→ **Dataset items**:
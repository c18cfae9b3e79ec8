//! Detection module - inbound bird detections and threat scoring

mod decoder;
mod scoring;
#[cfg(feature = "serial")]
mod serial;

pub use decoder::{decode_line, split_lines, DecodeError, FramedLines, MAX_LINE_BYTES};
pub use scoring::{score, score_breakdown, ThreatAssessment, ThreatLevel};
#[cfg(feature = "serial")]
pub use serial::SerialDetections;

use chrono::{DateTime, Utc};
use serde::{Deserialize, Serialize};
use tokio::io::{AsyncBufReadExt, BufReader};
use tokio::sync::mpsc;
use tracing::{debug, info, warn};

/// Bird species reported by the detection computer
#[derive(Debug, Clone, Copy, PartialEq, Eq, Hash, Serialize, Deserialize)]
pub enum Species {
    Unknown,
    Eagle,
    Hawk,
    Crow,
    Other,
}

impl Species {
    /// Map the wire species code (0=unknown, 1=eagle, 2=hawk, 3=crow, anything else=other)
    pub fn from_code(code: i64) -> Self {
        match code {
            0 => Species::Unknown,
            1 => Species::Eagle,
            2 => Species::Hawk,
            3 => Species::Crow,
            _ => Species::Other,
        }
    }
}

/// A single decoded detection. Superseded by the next one; no history is kept.
#[derive(Debug, Clone, PartialEq, Serialize, Deserialize)]
pub struct DetectionEvent {
    pub detected: bool,
    /// 0-100
    pub confidence: u8,
    /// Meters
    pub distance: f64,
    /// Degrees
    pub bearing: f64,
    pub species: Species,
    pub observed_at: DateTime<Utc>,
}

impl DetectionEvent {
    /// An explicit "nothing in view" report
    pub fn clear(observed_at: DateTime<Utc>) -> Self {
        Self {
            detected: false,
            confidence: 0,
            distance: 0.0,
            bearing: 0.0,
            species: Species::Unknown,
            observed_at,
        }
    }

    pub fn sighting(
        confidence: u8,
        distance: f64,
        bearing: f64,
        species: Species,
        observed_at: DateTime<Utc>,
    ) -> Self {
        Self {
            detected: true,
            confidence: confidence.min(100),
            distance,
            bearing,
            species,
            observed_at,
        }
    }
}

/// Source of newly arrived detection events.
///
/// `poll` must not block; it returns whatever arrived since the previous call,
/// oldest first.
pub trait DetectionSource {
    fn name(&self) -> &str;

    fn poll(&mut self) -> Vec<DetectionEvent>;
}

/// Detection events forwarded over a channel by a reader task
pub struct ChannelDetections {
    rx: mpsc::Receiver<DetectionEvent>,
    max_per_poll: usize,
}

impl ChannelDetections {
    pub fn new(rx: mpsc::Receiver<DetectionEvent>, max_per_poll: usize) -> Self {
        Self {
            rx,
            max_per_poll: max_per_poll.max(1),
        }
    }

    /// Spawn a task that decodes newline-delimited JSON from stdin.
    ///
    /// Must be called from within a tokio runtime.
    pub fn from_stdin(capacity: usize, max_per_poll: usize) -> Self {
        let (tx, rx) = mpsc::channel(capacity.max(1));
        tokio::spawn(read_lines(BufReader::new(tokio::io::stdin()), tx));
        Self::new(rx, max_per_poll)
    }
}

impl DetectionSource for ChannelDetections {
    fn name(&self) -> &str {
        "channel"
    }

    fn poll(&mut self) -> Vec<DetectionEvent> {
        let mut events = Vec::new();
        while events.len() < self.max_per_poll {
            match self.rx.try_recv() {
                Ok(event) => events.push(event),
                Err(_) => break,
            }
        }
        events
    }
}

async fn read_lines<R>(reader: BufReader<R>, tx: mpsc::Sender<DetectionEvent>)
where
    R: tokio::io::AsyncRead + Unpin,
{
    let mut lines = reader.lines();
    loop {
        match lines.next_line().await {
            Ok(Some(line)) => {
                if line.trim().is_empty() {
                    continue;
                }
                match decode_line(&line, Utc::now()) {
                    Ok(event) => {
                        // Full channel means the loop is behind; this event is lost and
                        // the older queued ones are still delivered
                        if tx.try_send(event).is_err() {
                            debug!("Detection channel full, dropping newest event");
                        }
                    }
                    Err(e) => warn!("Dropping detection message: {}", e),
                }
            }
            Ok(None) => {
                info!("Detection input closed");
                break;
            }
            Err(e) => {
                warn!("Detection input error: {}", e);
                break;
            }
        }
    }
}
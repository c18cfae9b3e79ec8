// Copyright (c) 2026 bad-antics
// Licensed under the MIT License. See LICENSE file in the project root.

//! Timer gates for periodic work inside the control loop

use std::time::Duration;
use tracing::debug;

use crate::config::ControllerConfig;

/// Decides whether a periodic activity runs on this tick.
///
/// Each gate keeps its own last-fired time, so a late or skipped tick for one
/// activity never shifts another.
#[derive(Debug, Clone)]
pub struct Gate {
    name: &'static str,
    interval: Duration,
    last_fired: Option<Duration>,
}

impl Gate {
    pub fn new(name: &'static str, interval: Duration) -> Self {
        debug!("Gate '{}' every {:?}", name, interval);
        Self {
            name,
            interval,
            last_fired: None,
        }
    }

    pub fn name(&self) -> &'static str {
        self.name
    }

    pub fn interval(&self) -> Duration {
        self.interval
    }

    /// Fires on first evaluation, then once `interval` has elapsed since the last firing
    pub fn ready(&mut self, now: Duration) -> bool {
        let due = match self.last_fired {
            None => true,
            Some(last) => now.saturating_sub(last) >= self.interval,
        };
        if due {
            self.last_fired = Some(now);
        }
        due
    }
}

/// The controller's independent gates
#[derive(Debug, Clone)]
pub struct Gates {
    pub sensors: Gate,
    pub telemetry: Gate,
    pub health: Gate,
}

impl Gates {
    pub fn from_config(config: &ControllerConfig) -> Self {
        Self {
            sensors: Gate::new("sensors", Duration::from_millis(config.sensor_interval_ms)),
            telemetry: Gate::new("telemetry", Duration::from_millis(config.telemetry_interval_ms)),
            health: Gate::new("health", Duration::from_millis(config.health_interval_ms)),
        }
    }
}
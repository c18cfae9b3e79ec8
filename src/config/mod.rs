// Copyright (c) 2026 bad-antics
// Licensed under the MIT License. See LICENSE file in the project root.

//! Configuration module

use anyhow::{bail, Context, Result};
use serde::{Deserialize, Serialize};
use std::path::{Path, PathBuf};
use std::time::Duration;
use tracing::info;

use crate::telemetry::TelemetryConfig;

/// Main application configuration
#[derive(Debug, Clone, PartialEq, Serialize, Deserialize)]
#[serde(default)]
pub struct Config {
    /// Application name
    pub app_name: String,

    /// Log level
    pub log_level: String,

    /// Enable demo mode (simulated sensors and detections)
    pub demo_mode: bool,

    /// Control loop configuration
    pub controller: ControllerConfig,

    /// Strobe and audio output configuration
    pub deterrent: DeterrentConfig,

    /// Battery model
    pub power: PowerConfig,

    /// Emergency-stop wiring
    pub emergency: EmergencyConfig,

    /// Detection link
    pub detection: DetectionLinkConfig,

    /// Telemetry sinks
    pub telemetry: TelemetryConfig,
}

impl Default for Config {
    fn default() -> Self {
        Self {
            app_name: "AviShield".to_string(),
            log_level: "info".to_string(),
            demo_mode: false,
            controller: ControllerConfig::default(),
            deterrent: DeterrentConfig::default(),
            power: PowerConfig::default(),
            emergency: EmergencyConfig::default(),
            detection: DetectionLinkConfig::default(),
            telemetry: TelemetryConfig::default(),
        }
    }
}

impl Config {
    /// Load configuration from file
    pub fn load(path: &Path) -> Result<Self> {
        let content = std::fs::read_to_string(path)
            .with_context(|| format!("reading config {:?}", path))?;
        let config: Config = toml::from_str(&content)
            .with_context(|| format!("parsing config {:?}", path))?;
        config.validate()?;
        info!("Loaded configuration from {:?}", path);
        Ok(config)
    }

    /// Save configuration to file
    pub fn save(&self, path: &Path) -> Result<()> {
        let content = toml::to_string_pretty(self)?;
        std::fs::write(path, content)?;
        info!("Saved configuration to {:?}", path);
        Ok(())
    }

    /// Load or create default configuration
    pub fn load_or_create(path: &Path) -> Result<Self> {
        if path.exists() {
            Self::load(path)
        } else {
            let config = Self::default();

            if let Some(parent) = path.parent() {
                std::fs::create_dir_all(parent)?;
            }

            config.save(path)?;
            Ok(config)
        }
    }

    /// Get configuration directory
    pub fn config_dir() -> PathBuf {
        dirs::config_dir()
            .map(|d| d.join("avishield"))
            .unwrap_or_else(|| PathBuf::from("./config"))
    }

    /// Get default configuration path
    pub fn default_path() -> PathBuf {
        Self::config_dir().join("config.toml")
    }

    /// Reject settings the control loop cannot run with
    pub fn validate(&self) -> Result<()> {
        let c = &self.controller;
        if c.tick_interval_ms == 0 {
            bail!("controller.tick_interval_ms must be positive");
        }
        if c.sensor_interval_ms == 0 || c.telemetry_interval_ms == 0 || c.health_interval_ms == 0 {
            bail!("controller gate intervals must be positive");
        }
        if c.active_timeout_secs == 0 {
            bail!("controller.active_timeout_secs must be positive");
        }

        let d = &self.deterrent;
        if d.strobe_period_ms == 0 {
            bail!("deterrent.strobe_period_ms must be positive");
        }
        if d.audio_deviation_hz > d.audio_center_hz {
            bail!(
                "deterrent.audio_deviation_hz ({}) exceeds audio_center_hz ({})",
                d.audio_deviation_hz,
                d.audio_center_hz
            );
        }

        let p = &self.power;
        if !(p.battery_min_voltage < p.battery_max_voltage) {
            bail!(
                "power.battery_min_voltage ({}) must be below battery_max_voltage ({})",
                p.battery_min_voltage,
                p.battery_max_voltage
            );
        }
        if !(0.0..=100.0).contains(&p.low_battery_percent) {
            bail!("power.low_battery_percent must be within 0-100");
        }

        if self.emergency.enabled && self.emergency.gpio_value_path.is_none() {
            bail!("emergency.enabled requires emergency.gpio_value_path");
        }

        if self.detection.max_messages_per_tick == 0 {
            bail!("detection.max_messages_per_tick must be positive");
        }

        Ok(())
    }
}

/// Control loop timing
#[derive(Debug, Clone, PartialEq, Serialize, Deserialize)]
#[serde(default)]
pub struct ControllerConfig {
    /// Main loop period (20 Hz)
    pub tick_interval_ms: u64,

    /// Tick duration above which an overrun is counted
    pub tick_budget_ms: u64,

    /// Sensor refresh gate (10 Hz)
    pub sensor_interval_ms: u64,

    /// Telemetry gate (1 Hz)
    pub telemetry_interval_ms: u64,

    /// Health check gate (0.2 Hz)
    pub health_interval_ms: u64,

    /// Sensor data older than this is reported stale
    pub sensor_stale_ms: u64,

    /// Active state auto-timeout
    pub active_timeout_secs: u64,

    /// Restart the Active timeout when a new Medium/High detection arrives while already Active
    pub rearm_on_new_detection: bool,
}

impl Default for ControllerConfig {
    fn default() -> Self {
        Self {
            tick_interval_ms: 50,
            tick_budget_ms: 50,
            sensor_interval_ms: 100,
            telemetry_interval_ms: 1000,
            health_interval_ms: 5000,
            sensor_stale_ms: 1000,
            active_timeout_secs: 60,
            rearm_on_new_detection: false,
        }
    }
}

impl ControllerConfig {
    pub fn tick_interval(&self) -> Duration {
        Duration::from_millis(self.tick_interval_ms)
    }

    pub fn tick_budget(&self) -> Duration {
        Duration::from_millis(self.tick_budget_ms)
    }

    pub fn active_timeout(&self) -> Duration {
        Duration::from_secs(self.active_timeout_secs)
    }
}

/// Strobe and audio output shaping
#[derive(Debug, Clone, PartialEq, Serialize, Deserialize)]
#[serde(default)]
pub struct DeterrentConfig {
    /// Strobe intensity in Alert (~20%)
    pub alert_intensity: u8,

    /// Strobe intensity in Active
    pub active_intensity: u8,

    /// Rotation period of the four-channel strobe pattern
    pub strobe_period_ms: u64,

    /// Center of the distress-call sweep
    pub audio_center_hz: f64,

    /// Sweep half-range
    pub audio_deviation_hz: f64,

    /// Sweep rate in radians per millisecond
    pub audio_sweep_rate: f64,
}

impl Default for DeterrentConfig {
    fn default() -> Self {
        Self {
            alert_intensity: 50,
            active_intensity: 255,
            strobe_period_ms: 1000,
            audio_center_hz: 2000.0,
            audio_deviation_hz: 500.0,
            audio_sweep_rate: 0.01,
        }
    }
}

/// Battery model for a 3S LiPo
#[derive(Debug, Clone, PartialEq, Serialize, Deserialize)]
#[serde(default)]
pub struct PowerConfig {
    pub battery_min_voltage: f64,
    pub battery_max_voltage: f64,
    pub low_battery_percent: f64,
}

impl Default for PowerConfig {
    fn default() -> Self {
        Self {
            battery_min_voltage: 9.0,
            battery_max_voltage: 12.6,
            low_battery_percent: 30.0,
        }
    }
}

/// Emergency-stop wiring
#[derive(Debug, Clone, PartialEq, Serialize, Deserialize)]
#[serde(default)]
pub struct EmergencyConfig {
    /// Read a physical switch
    pub enabled: bool,

    /// Switch pulls the line low when pressed
    pub active_low: bool,

    /// sysfs GPIO value file
    pub gpio_value_path: Option<PathBuf>,
}

impl Default for EmergencyConfig {
    fn default() -> Self {
        Self {
            enabled: false,
            active_low: true,
            gpio_value_path: None,
        }
    }
}

/// Where detections come from
#[derive(Debug, Clone, Copy, PartialEq, Eq, Serialize, Deserialize)]
#[serde(rename_all = "lowercase")]
pub enum DetectionSourceKind {
    Stdin,
    Serial,
    Simulated,
}

/// Detection link configuration
#[derive(Debug, Clone, PartialEq, Serialize, Deserialize)]
#[serde(default)]
pub struct DetectionLinkConfig {
    pub source: DetectionSourceKind,

    /// UART to the detection computer
    pub serial_port: String,

    pub baud_rate: u32,

    /// Silence longer than this is reported by the health check
    pub link_timeout_secs: u64,

    /// Upper bound on messages ingested in one tick
    pub max_messages_per_tick: usize,

    /// Reader-task queue depth
    pub queue_capacity: usize,
}

impl Default for DetectionLinkConfig {
    fn default() -> Self {
        Self {
            source: DetectionSourceKind::Stdin,
            serial_port: "/dev/ttyAMA0".to_string(),
            baud_rate: 115_200,
            link_timeout_secs: 5,
            max_messages_per_tick: 16,
            queue_capacity: 64,
        }
    }
}
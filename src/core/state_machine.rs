// Copyright (c) 2026 bad-antics
// Licensed under the MIT License. See LICENSE file in the project root.

//! Operating-state transitions.
//!
//! Pure functions: the caller owns the current state and the time spent in
//! Active, this module only decides what comes next.

use std::time::Duration;

use serde::{Deserialize, Serialize};

use crate::detection::ThreatLevel;

/// Default Active auto-timeout
pub const ACTIVE_TIMEOUT: Duration = Duration::from_secs(60);

/// Deterrent posture
#[derive(Debug, Clone, Copy, Default, PartialEq, Eq, Hash, Serialize, Deserialize)]
pub enum OperatingState {
    #[default]
    Standby,
    Alert,
    Active,
    Emergency,
}

impl OperatingState {
    /// Wire ordinal used in telemetry
    pub fn ordinal(&self) -> u8 {
        *self as u8
    }
}

/// Transition rules with a configurable Active timeout
#[derive(Debug, Clone, Copy, PartialEq, Eq)]
pub struct StateMachine {
    active_timeout: Duration,
}

impl StateMachine {
    pub fn new(active_timeout: Duration) -> Self {
        Self { active_timeout }
    }

    pub fn active_timeout(&self) -> Duration {
        self.active_timeout
    }

    /// Next state, rules evaluated in order:
    ///
    /// 1. emergency asserted: `Emergency`
    /// 2. threat maps `None`/`Low`/`Medium|High` to `Standby`/`Alert`/`Active`
    /// 3. already `Active` for longer than the timeout: `Alert`, whatever the threat
    pub fn transition(
        &self,
        current: OperatingState,
        threat: ThreatLevel,
        emergency_asserted: bool,
        time_in_active: Duration,
    ) -> OperatingState {
        if emergency_asserted {
            return OperatingState::Emergency;
        }

        let next = match threat {
            ThreatLevel::None => OperatingState::Standby,
            ThreatLevel::Low => OperatingState::Alert,
            ThreatLevel::Medium | ThreatLevel::High => OperatingState::Active,
        };

        if current == OperatingState::Active && time_in_active > self.active_timeout {
            return OperatingState::Alert;
        }

        next
    }
}

impl Default for StateMachine {
    fn default() -> Self {
        Self::new(ACTIVE_TIMEOUT)
    }
}

/// [`StateMachine::transition`] with the default 60 s timeout
pub fn transition(
    current: OperatingState,
    threat: ThreatLevel,
    emergency_asserted: bool,
    time_in_active: Duration,
) -> OperatingState {
    StateMachine::default().transition(current, threat, emergency_asserted, time_in_active)
}
// Copyright (c) 2026 bad-antics
// Licensed under the MIT License. See LICENSE file in the project root.

//! Sensor hub - refreshes collaborators and keeps last-known values

use std::time::Duration;

use tracing::{debug, warn};

use super::{FlightSensors, PowerMonitor, PowerStatus, SensorSnapshot};

/// Read counters for the health check
#[derive(Debug, Clone, Copy, Default, PartialEq, Eq)]
pub struct SensorStats {
    pub readings: u64,
    pub faults: u64,
}

/// Owns the flight and power collaborators and the last good reading of each
pub struct SensorHub {
    flight: Box<dyn FlightSensors>,
    power: Box<dyn PowerMonitor>,
    latest_sensors: SensorSnapshot,
    latest_power: PowerStatus,
    flight_ok_at: Option<Duration>,
    power_ok_at: Option<Duration>,
    faults_since_check: u32,
    stats: SensorStats,
}

impl SensorHub {
    pub fn new(flight: Box<dyn FlightSensors>, power: Box<dyn PowerMonitor>) -> Self {
        Self {
            flight,
            power,
            latest_sensors: SensorSnapshot::default(),
            latest_power: PowerStatus::default(),
            flight_ok_at: None,
            power_ok_at: None,
            faults_since_check: 0,
            stats: SensorStats::default(),
        }
    }

    /// Read both collaborators. A failed read keeps the previous value.
    ///
    /// Returns `true` when both reads succeeded.
    pub fn refresh(&mut self, now: Duration) -> bool {
        let mut ok = true;

        match self.flight.read() {
            Ok(snapshot) => {
                self.latest_sensors = snapshot;
                self.flight_ok_at = Some(now);
                self.stats.readings += 1;
            }
            Err(e) => {
                ok = false;
                self.record_fault();
                debug!("Flight sensor read failed on {}: {:#}", self.flight.id(), e);
            }
        }

        match self.power.read() {
            Ok(status) => {
                self.latest_power = status;
                self.power_ok_at = Some(now);
                self.stats.readings += 1;
            }
            Err(e) => {
                ok = false;
                self.record_fault();
                debug!("Power monitor read failed on {}: {:#}", self.power.id(), e);
            }
        }

        ok
    }

    fn record_fault(&mut self) {
        self.faults_since_check = self.faults_since_check.saturating_add(1);
        self.stats.faults += 1;
        if self.stats.faults == 1 {
            warn!("First sensor fault recorded; holding last-known values");
        }
    }

    pub fn sensors(&self) -> &SensorSnapshot {
        &self.latest_sensors
    }

    pub fn power(&self) -> &PowerStatus {
        &self.latest_power
    }

    pub fn stats(&self) -> SensorStats {
        self.stats
    }

    /// Faults since the previous call
    pub fn take_faults(&mut self) -> u32 {
        std::mem::take(&mut self.faults_since_check)
    }

    /// Age of the oldest of the two last-good readings, measured from boot if never read
    pub fn staleness(&self, now: Duration) -> Duration {
        let age = |at: Option<Duration>| now.saturating_sub(at.unwrap_or(Duration::ZERO));
        age(self.flight_ok_at).max(age(self.power_ok_at))
    }
}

→ **The problem**:
Your answer consists solely of the lines from the top of the records above through the line that contains "pub enum Species", each echoed exactly.

→ **Response area**:
repository c18cfae9b3e79ec8
//! Detection module - inbound bird detections and threat scoring

mod decoder;
mod scoring;
#[cfg(feature = "serial")]
mod serial;

pub use decoder::{decode_line, split_lines, DecodeError, FramedLines, MAX_LINE_BYTES};
pub use scoring::{score, score_breakdown, ThreatAssessment, ThreatLevel};
#[cfg(feature = "serial")]
pub use serial::SerialDetections;

use chrono::{DateTime, Utc};
use serde::{Deserialize, Serialize};
use tokio::io::{AsyncBufReadExt, BufReader};
use tokio::sync::mpsc;
use tracing::{debug, info, warn};

/// Bird species reported by the detection computer
#[derive(Debug, Clone, Copy, PartialEq, Eq, Hash, Serialize, Deserialize)]
pub enum Species {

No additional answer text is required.